Each line in the entries that has the word "ObjectStore" has to be copied.

Saved data entries:

══════

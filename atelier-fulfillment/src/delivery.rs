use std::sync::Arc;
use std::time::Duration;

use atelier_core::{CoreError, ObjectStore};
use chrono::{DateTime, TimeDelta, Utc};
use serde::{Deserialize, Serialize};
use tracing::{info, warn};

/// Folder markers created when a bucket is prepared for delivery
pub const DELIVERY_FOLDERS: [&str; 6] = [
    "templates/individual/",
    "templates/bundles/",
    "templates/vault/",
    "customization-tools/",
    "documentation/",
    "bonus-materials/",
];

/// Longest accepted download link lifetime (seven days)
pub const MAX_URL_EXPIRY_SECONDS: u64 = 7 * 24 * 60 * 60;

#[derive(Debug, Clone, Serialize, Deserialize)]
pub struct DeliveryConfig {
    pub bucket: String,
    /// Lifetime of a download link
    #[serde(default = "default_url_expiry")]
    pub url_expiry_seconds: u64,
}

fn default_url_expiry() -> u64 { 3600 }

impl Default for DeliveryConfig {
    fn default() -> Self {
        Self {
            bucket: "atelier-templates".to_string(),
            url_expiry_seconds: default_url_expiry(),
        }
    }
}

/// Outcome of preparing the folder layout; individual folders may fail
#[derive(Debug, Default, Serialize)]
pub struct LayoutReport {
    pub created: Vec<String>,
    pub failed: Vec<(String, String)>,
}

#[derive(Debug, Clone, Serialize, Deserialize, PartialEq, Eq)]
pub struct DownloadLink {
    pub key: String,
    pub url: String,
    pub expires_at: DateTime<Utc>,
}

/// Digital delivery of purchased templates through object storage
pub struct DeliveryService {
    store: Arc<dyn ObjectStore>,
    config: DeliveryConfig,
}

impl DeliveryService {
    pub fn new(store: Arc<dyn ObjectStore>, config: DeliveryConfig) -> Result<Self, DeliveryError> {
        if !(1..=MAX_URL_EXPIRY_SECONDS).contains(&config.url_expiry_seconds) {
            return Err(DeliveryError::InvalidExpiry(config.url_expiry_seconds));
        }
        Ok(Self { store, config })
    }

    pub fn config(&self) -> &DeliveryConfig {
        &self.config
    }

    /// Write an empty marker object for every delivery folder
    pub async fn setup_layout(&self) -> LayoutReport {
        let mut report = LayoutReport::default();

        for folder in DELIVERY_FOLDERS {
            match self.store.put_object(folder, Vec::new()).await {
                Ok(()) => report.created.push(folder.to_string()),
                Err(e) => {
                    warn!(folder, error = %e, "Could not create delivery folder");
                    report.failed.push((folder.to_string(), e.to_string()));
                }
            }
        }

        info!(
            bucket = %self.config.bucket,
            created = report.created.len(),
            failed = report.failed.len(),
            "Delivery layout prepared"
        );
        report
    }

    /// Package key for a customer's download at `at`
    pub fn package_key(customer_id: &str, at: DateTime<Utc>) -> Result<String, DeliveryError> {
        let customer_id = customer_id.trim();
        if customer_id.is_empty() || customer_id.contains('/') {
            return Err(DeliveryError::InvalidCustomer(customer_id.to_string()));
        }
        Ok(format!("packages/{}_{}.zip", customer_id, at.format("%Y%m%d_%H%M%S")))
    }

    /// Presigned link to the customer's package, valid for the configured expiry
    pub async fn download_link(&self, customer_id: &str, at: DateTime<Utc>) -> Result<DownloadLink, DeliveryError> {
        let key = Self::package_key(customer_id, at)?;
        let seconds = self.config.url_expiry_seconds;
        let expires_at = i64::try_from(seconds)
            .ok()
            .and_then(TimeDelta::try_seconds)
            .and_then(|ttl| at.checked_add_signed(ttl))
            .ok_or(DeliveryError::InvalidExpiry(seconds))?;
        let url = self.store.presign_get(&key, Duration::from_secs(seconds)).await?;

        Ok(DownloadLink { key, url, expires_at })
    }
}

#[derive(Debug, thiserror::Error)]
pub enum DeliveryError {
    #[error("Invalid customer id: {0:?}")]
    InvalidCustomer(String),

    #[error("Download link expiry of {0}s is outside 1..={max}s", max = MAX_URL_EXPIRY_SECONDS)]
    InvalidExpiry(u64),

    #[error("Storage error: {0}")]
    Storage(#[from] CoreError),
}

══════

Answer section:
use atelier_core::{CoreError, ObjectStore};
    store: Arc<dyn ObjectStore>,
    pub fn new(store: Arc<dyn ObjectStore>, config: DeliveryConfig) -> Result<Self, DeliveryError> {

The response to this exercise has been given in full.